DATA Start Marker

//! IndieAuth client CLI
//!
//! Runs the demo host or inspects how an identifier would be handled.

use std::sync::Arc;

use anyhow::Result;

use tracing_subscriber::{layer::SubscriberExt, util::SubscriberInitExt, EnvFilter};

use indieauth_client::auth::flow::normalize_me;
use indieauth_client::auth::http::ReqwestHttpClient;
use indieauth_client::cli::{Cli, Commands};
use indieauth_client::config::Config;
use indieauth_client::server::{self, AUTHENTICATE_CALLBACK_PATH, AUTHORIZE_CALLBACK_PATH};
use indieauth_client::{IndieAuthClient, MemorySession};

#[tokio::main]
async fn main() -> Result<()> {
    // Parse command line arguments
    let cli = Cli::parse_args();

    init_tracing(cli.verbose, cli.json_logs);

    // Load configuration
    let config_path = cli.config.as_deref().unwrap_or("config/config.yaml");
    let config = Config::load(config_path, &cli)?;

    // Validate configuration
    config.validate()?;

    match cli.command {
        Commands::Serve { .. } => {
            tracing::info!("Starting demo host");
            server::serve(&config).await?;
            Ok(())
        }
        Commands::Discover { me } => {
            let me = normalize_me(&me)?;
            tracing::debug!("Discovering endpoints for {}", me);

            let client = build_client(&config)?;
            let endpoints = client.discover(&me).await;
            println!("{}", serde_json::to_string_pretty(&endpoints)?);
            Ok(())
        }
        Commands::LoginUrl {
            me,
            scope,
            next,
            redirect_uri,
            authenticate_only,
        } => {
            let client = build_client(&config)?;
            let base = config.server.external_url.trim_end_matches('/');
            let mut session = MemorySession::default();

            let redirect = if authenticate_only {
                let redirect_uri = redirect_uri
                    .unwrap_or_else(|| format!("{}{}", base, AUTHENTICATE_CALLBACK_PATH));
                client
                    .start_authentication(&mut session, &me, &redirect_uri, next.as_deref())
                    .await?
            } else {
                let redirect_uri =
                    redirect_uri.unwrap_or_else(|| format!("{}{}", base, AUTHORIZE_CALLBACK_PATH));
                client
                    .start_authorization(
                        &mut session,
                        &me,
                        &redirect_uri,
                        next.as_deref(),
                        scope.as_deref(),
                    )
                    .await?
            };

            println!("{}", redirect.location);
            Ok(())
        }
    }
}

fn build_client(config: &Config) -> Result<IndieAuthClient> {
    let http = Arc::new(ReqwestHttpClient::from_config(&config.http)?);
    Ok(IndieAuthClient::new(http, config.client.clone()))
}

/// Initialize tracing subscriber with environment filter
fn init_tracing(verbose: bool, json: bool) {
    let default_level = if verbose {
        "indieauth_client=debug"
    } else {
        "indieauth_client=info"
    };
    let env_filter =
        EnvFilter::try_from_default_env().unwrap_or_else(|_| EnvFilter::new(default_level));

    let registry = tracing_subscriber::registry().with(env_filter);
    if json {
        registry
            .with(tracing_subscriber::fmt::layer().json().with_writer(std::io::stderr))
            .init();
    } else {
        registry
            .with(tracing_subscriber::fmt::layer().with_writer(std::io::stderr))
            .init();
    }
}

DATA End Marker

> WHAT YOU SHOULD DO: For each line above that contains the word "println", copy that line.

> FINAL ANSWER:
            println!("{}", serde_json::to_string_pretty(&endpoints)?);
            println!("{}", redirect.location);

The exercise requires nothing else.